Picasso Me - Neural Style Transfer

Neural style transfer is an application of deep learning that provides the ability to apply abstract artistic effects onto ordinary images. First mentioned in "A Neural Algorithm of Artistic Style" by Gatys et al., it is frequently used in mobile phone camera filters, but has yet to achieve much commercial appreciation.

In this article I will explain the mechanism behind style transfers and showcase a open-source implementation applied to an image of my own.

Key Concepts In Deep Learning

What is a (deep) neural network?

Networks, Layers

Neural networks are multi-layer networks of neurons that can learn complex latent patterns in data using labelled training examples.


The image above is the conventional representation of a deep neural network. This network consists of an input layer (yellow), an output layer (red), and hidden layers (blue). When the number of hidden layers is not small, say greater than 3, these networks are considered deep neural networks.


Neurons, Activation Functions

The diagram above is a diagram of the mechanics of each neuron. The key information that each neuron contains are weights and biases. These weights and biases are applied to all input numbers, this intermediate value is given to an activation function that squeezes the number between 0 and 1 and this output and released back into the network. Activation functions come in a few popular flavours: step, tanh, sigmoid, rectified linear unit (ReLU), and leaky ReLU.


Cost/Loss Functions

When we build a network, the network tries to predict the output as close as possible to the actual value. We measure this accuracy of the network using the cost/loss function. The cost or loss function tries to penalize the network when it makes errors.

In fact, a neural network with a single hidden neural network and with the sigmoid activation function and log loss cost function is actually the traditional logistic regression.


Gradient Descent, Forward Propagation, Backpropagation

The plot above is an example of the mapping of cost of the network against all of the network weights and biases. A network 'learns' by reducing the cost function to its most minimal point by changing the weights and biases in each of the neurons of the network. The network learns quickest by changing weights such that the decrease in cost is quickest, going down the steepest gradient of the cost function: this is called gradient descent.

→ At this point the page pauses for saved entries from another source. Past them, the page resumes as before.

#[cfg(test)]
mod tests {
    use super::*;

    const MAC_A: MacAddr = MacAddr([0, 0, 0, 0, 0, 0xa]);
    const MAC_B: MacAddr = MacAddr([0, 0, 0, 0, 0, 0xb]);

    fn udp_frame() -> Packet {
        let frame = encode_udp_frame(
            MAC_B,
            MAC_A,
            Ipv4Addr::new(10, 0, 0, 1),
            Ipv4Addr::new(10, 0, 0, 2),
            1000,
            2000,
            b"hello",
        );
        Packet::parse(frame).unwrap()
    }

    fn ip_checksum_ok(p: &Packet) -> bool {
        let l3 = p.layers().l3.unwrap();
        Checksum::compute(&p.data()[l3..l3 + IPV4_HEADER_LEN]).finalize() == 0
    }

    fn udp_checksum_ok(p: &Packet) -> bool {
        let l4 = p.layers().l4.unwrap();
        let src = Ipv4Addr::from(p.ipv4_src().unwrap());
        let dst = Ipv4Addr::from(p.ipv4_dst().unwrap());
        pseudo_header_checksum(src, dst, IP_PROTO_UDP, &p.data()[l4..]) == 0
    }

    #[test]
    fn runt_frame_is_refused() {
        assert!(Packet::parse(vec![0; 13]).is_none());
    }

    #[test]
    fn udp_layers() {
        let p = udp_frame();
        assert_eq!(ETH_TYPE_IP, p.dl_type());
        assert_eq!(Some(14), p.layers().l3);
        assert_eq!(Some(34), p.layers().l4);
        assert_eq!(Some((1000, 2000)), p.transport_ports());
        assert_eq!(MAC_A, p.eth_src());
        assert_eq!(MAC_B, p.eth_dst());
        assert!(ip_checksum_ok(&p));
        assert!(udp_checksum_ok(&p));
    }

    #[test]
    fn snap_frame_type() {
        let mut payload = vec![0xaa, 0xaa, 0x03, 0, 0, 0, 0x08, 0x06];
        payload.extend_from_slice(&encode_arp(
            ARP_OP_REQUEST,
            MAC_A,
            Ipv4Addr::new(10, 0, 0, 1),
            MacAddr::default(),
            Ipv4Addr::new(10, 0, 0, 2),
        ));
        let len = payload.len() as u16;
        let p = Packet::parse(encode_ethernet(MAC_B, MAC_A, len, &payload)).unwrap();
        assert_eq!(ETH_TYPE_ARP, p.dl_type());
        assert_eq!(Some((ARP_OP_REQUEST, 0x0a00_0001, 0x0a00_0002)), p.arp());

        let p = Packet::parse(encode_ethernet(MAC_B, MAC_A, 4, &[1, 2, 3, 4])).unwrap();
        assert_eq!(DL_TYPE_NOT_ETH_TYPE, p.dl_type());
    }

    #[test]
    fn fragments_have_no_transport_header() {
        let mut frame = udp_frame().into_data();
        // more fragments flag
        frame[14 + 6] = 0x20;
        let p = Packet::parse(frame).unwrap();
        assert!(p.layers().fragment);
        assert_eq!(None, p.layers().l4);
    }

    #[test]
    fn vlan_push_modify_strip() {
        let mut p = udp_frame();
        let len = p.len();
        p.set_vlan_tci(42, VLAN_VID_MASK);
        assert_eq!(len + VLAN_HEADER_LEN, p.len());
        assert_eq!(Some(42), p.vlan_tci());
        assert_eq!(ETH_TYPE_IP, p.dl_type());
        assert_eq!(Some((1000, 2000)), p.transport_ports());

        p.set_vlan_tci(5 << VLAN_PCP_SHIFT, VLAN_PCP_MASK);
        assert_eq!(Some(5 << VLAN_PCP_SHIFT | 42), p.vlan_tci());

        p.strip_vlan();
        assert_eq!(None, p.vlan_tci());
        assert_eq!(udp_frame(), p);
    }

    #[test]
    fn address_rewrite_keeps_checksums() {
        let mut p = udp_frame();
        p.set_ipv4_dst(0xc0a8_0101);
        p.set_ipv4_src(0xc0a8_0102);
        p.set_tp_dst(53);
        assert_eq!(Some(0xc0a8_0101), p.ipv4_dst());
        assert_eq!(Some((1000, 53)), p.transport_ports());
        assert!(ip_checksum_ok(&p));
        assert!(udp_checksum_ok(&p));
    }

    #[test]
    fn mpls_push_set_pop() {
        let mut p = udp_frame();
        p.push_mpls(100, 0, 0);
        assert_eq!(ETH_TYPE_MPLS, p.dl_type());
        let shim = p.mpls_shim().unwrap();
        assert_eq!(100, shim >> MPLS_LABEL_SHIFT);
        assert!(shim & MPLS_STACK_MASK != 0);
        assert_eq!(Some(IP_DEFAULT_TTL), p.mpls_ttl());

        p.push_mpls(200, 1, 7);
        assert_eq!(Some(7), p.mpls_ttl());
        let second = p.mpls_second_shim().unwrap();
        assert_eq!(100, second >> MPLS_LABEL_SHIFT);

        p.set_mpls_label(300);
        p.set_mpls_exp(3);
        let shim = p.mpls_shim().unwrap();
        assert_eq!(300, shim >> MPLS_LABEL_SHIFT);
        assert_eq!(3, (shim & MPLS_EXP_MASK) >> MPLS_EXP_SHIFT);

        p.pop_mpls(ETH_TYPE_IP);
        assert_eq!(ETH_TYPE_MPLS, p.dl_type());
        p.pop_mpls(ETH_TYPE_IP);
        assert_eq!(udp_frame(), p);
    }

    #[test]
    fn mac_display() {
        assert_eq!("00:00:00:00:00:0a", MAC_A.to_string());
        assert!(MacAddr::BROADCAST.is_multicast());
        assert!(!MAC_A.is_multicast());
    }
}
/*!
Packets held back while the controller decides about them

Slots are handed out round robin. A buffer id carries the slot index in
its low bits and the slot's generation cookie in the high bits, so an id
whose slot has been recycled no longer resolves.
*/

use openflow::messages::OFP_NO_BUFFER;
use packet::Packet;

/// Number of packets the buffer holds
pub const N_PKT_BUFFERS: usize = 1 << PKT_BUFFER_BITS;
const PKT_BUFFER_BITS: u32 = 8;
const PKT_BUFFER_MASK: u32 = (1 << PKT_BUFFER_BITS) - 1;
const PKT_COOKIE_BITS: u32 = 32 - PKT_BUFFER_BITS;

/// A packet and the port it was received on
#[derive(Debug, Clone, PartialEq)]
pub struct BufferedPacket {
    pub packet: Packet,
    pub in_port: u32,
}

#[derive(Debug, Default)]
struct Slot {
    packet: Option<BufferedPacket>,
    cookie: u32,
}

#[derive(Debug)]
pub struct PacketBuffer {
    slots: Vec<Slot>,
    next: usize,
}

impl PacketBuffer {
    pub fn new() -> PacketBuffer {
        PacketBuffer {
            slots: (0..N_PKT_BUFFERS).map(|_| Slot::default()).collect(),
            next: 0,
        }
    }

    /// Stores `packet` in the next slot, dropping the packet it held before.
    /// The returned id is never OFP_NO_BUFFER.
    pub fn save(&mut self, packet: Packet, in_port: u32) -> u32 {
        let idx = self.next;
        self.next = (self.next + 1) % N_PKT_BUFFERS;

        let slot = &mut self.slots[idx];
        if slot.packet.is_some() {
            debug!("Recycling packet buffer slot {}", idx);
        }
        slot.cookie += 1;
        // the all-ones cookie would make the id collide with OFP_NO_BUFFER
        if slot.cookie >= (1 << PKT_COOKIE_BITS) - 1 {
            slot.cookie = 0;
        }
        slot.packet = Some(BufferedPacket {
            packet: packet,
            in_port: in_port,
        });
        let id = (slot.cookie << PKT_BUFFER_BITS) | idx as u32;
        debug_assert!(id != OFP_NO_BUFFER);
        id
    }

    fn slot(&mut self, id: u32) -> Option<&mut Slot> {
        let slot = &mut self.slots[(id & PKT_BUFFER_MASK) as usize];
        if slot.cookie == id >> PKT_BUFFER_BITS {
            Some(slot)
        }
        else {
            None
        }
    }

    /// Takes the packet `id` refers to.
    /// Fails for ids whose slot was recycled or whose packet was already taken.
    pub fn retrieve(&mut self, id: u32) -> Option<BufferedPacket> {
        self.slot(id).and_then(|slot| slot.packet.take())
    }

    /// Drops the packet `id` refers to. Returns whether there was one.
    pub fn discard(&mut self, id: u32) -> bool {
        self.retrieve(id).is_some()
    }

    /// Number of packets that are currently held
    pub fn len(&self) -> usize {
        self.slots.iter().filter(|slot| slot.packet.is_some()).count()
    }
}

impl Default for PacketBuffer {
    fn default() -> Self {
        PacketBuffer::new()
    }
}
/*!
Discrete-event scheduling

The switch never sleeps or spawns threads. Work that happens later, like
the flow lookup after a packet has been received, is handed to a
`Scheduler` and comes back through `SwitchDatapath::handle_event` once the
simulation clock has advanced far enough.
*/

use datapath::DatapathEvent;

use std::cmp::Ordering;
use std::collections::BinaryHeap;
use std::time::Duration;

/// Simulation time since the start of the run
pub type SimTime = Duration;

/// The simulator a switch runs in
pub trait Scheduler {
    fn now(&self) -> SimTime;

    fn schedule_after(&mut self, delay: Duration, event: DatapathEvent);
}

struct Scheduled<E> {
    at: SimTime,
    seq: u64,
    event: E,
}

impl<E> PartialEq for Scheduled<E> {
    fn eq(&self, other: &Self) -> bool {
        self.at == other.at && self.seq == other.seq
    }
}

impl<E> Eq for Scheduled<E> {}

impl<E> PartialOrd for Scheduled<E> {
    fn partial_cmp(&self, other: &Self) -> Option<Ordering> {
        Some(self.cmp(other))
    }
}

impl<E> Ord for Scheduled<E> {
    // BinaryHeap is a max heap, the earliest event has to compare greatest
    fn cmp(&self, other: &Self) -> Ordering {
        other
            .at
            .cmp(&self.at)
            .then_with(|| other.seq.cmp(&self.seq))
    }
}

/// A simulation clock with pending events.
/// Events scheduled for the same time are popped in the order they were scheduled.
pub struct EventQueue<E> {
    now: SimTime,
    seq: u64,
    pending: BinaryHeap<Scheduled<E>>,
}

impl<E> EventQueue<E> {
    pub fn new() -> EventQueue<E> {
        EventQueue {
            now: Duration::from_secs(0),
            seq: 0,
            pending: BinaryHeap::new(),
        }
    }

    /// Schedules `event` at `at`. Times in the past are moved to now.
    pub fn schedule_at(&mut self, at: SimTime, event: E) {
        let at = if at < self.now { self.now } else { at };
        self.seq += 1;
        self.pending.push(Scheduled {
            at: at,
            seq: self.seq,
            event: event,
        });
    }

    /// Takes the earliest event and advances the clock to its time
    pub fn pop(&mut self) -> Option<(SimTime, E)> {
        let scheduled = self.pending.pop()?;
        self.now = scheduled.at;
        Some((scheduled.at, scheduled.event))
    }

    /// Time of the earliest event
    pub fn peek_time(&self) -> Option<SimTime> {
        self.pending.peek().map(|scheduled| scheduled.at)
    }

    /// Moves the clock forward without running anything. The clock never goes back.
    pub fn advance_to(&mut self, at: SimTime) {
        if at > self.now {
            self.now = at;
        }
    }

    pub fn is_empty(&self) -> bool {
        self.pending.is_empty()
    }

    pub fn len(&self) -> usize {
        self.pending.len()
    }
}

impl<E> Default for EventQueue<E> {
    fn default() -> Self {
        EventQueue::new()
    }
}

impl<E: From<DatapathEvent>> Scheduler for EventQueue<E> {
    fn now(&self) -> SimTime {
        self.now
    }

    fn schedule_after(&mut self, delay: Duration, event: DatapathEvent) {
        let at = self.now + delay;
        self.schedule_at(at, E::from(event));
    }
}

#[cfg(test)]
mod tests {
    use super::*;

    #[test]
    fn pops_in_time_order() {
        let mut testee = EventQueue::new();
        testee.schedule_at(Duration::from_millis(20), "late");
        testee.schedule_at(Duration::from_millis(10), "early");
        assert_eq!(2, testee.len());
        assert_eq!(Some(Duration::from_millis(10)), testee.peek_time());

        assert_eq!(Some((Duration::from_millis(10), "early")), testee.pop());
        assert_eq!(Duration::from_millis(10), testee.now);
        assert_eq!(Some((Duration::from_millis(20), "late")), testee.pop());
        assert!(testee.pop().is_none());
        assert!(testee.is_empty());
    }

    #[test]
    fn same_time_is_fifo() {
        let mut testee = EventQueue::new();
        for i in 0..10 {
            testee.schedule_at(Duration::from_millis(5), i);
        }
        let order: Vec<i32> = (0..10).filter_map(|_| testee.pop()).map(|(_, e)| e).collect();
        assert_eq!((0..10).collect::<Vec<_>>(), order);
    }

    #[test]
    fn clock_never_goes_back() {
        let mut testee = EventQueue::new();
        testee.advance_to(Duration::from_secs(2));
        testee.advance_to(Duration::from_secs(1));
        assert_eq!(Duration::from_secs(2), testee.now);
        testee.schedule_at(Duration::from_secs(1), ());
        assert_eq!(Some(Duration::from_secs(2)), testee.peek_time());
    }
}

The overall mechanics of a learning step (epoch) of a neural network is as follows:

      1. Randomise weights and biases
      2. Forward propagate the input data, through all of the neurons and generate output values and associated costs.
      3. Backward propagate through the network by performing gradient descent to learn which direction to shift weights and biases in the most optimal way.
      4. Update the weights and biases of each neuron
      5. Repeat steps 2-4 until a certain condition has been met.

Once the above steps are complete, we have a trained neural network! To learn more about the nuances of neural networks I recommend taking the Deep Learning Specialisation on Coursera.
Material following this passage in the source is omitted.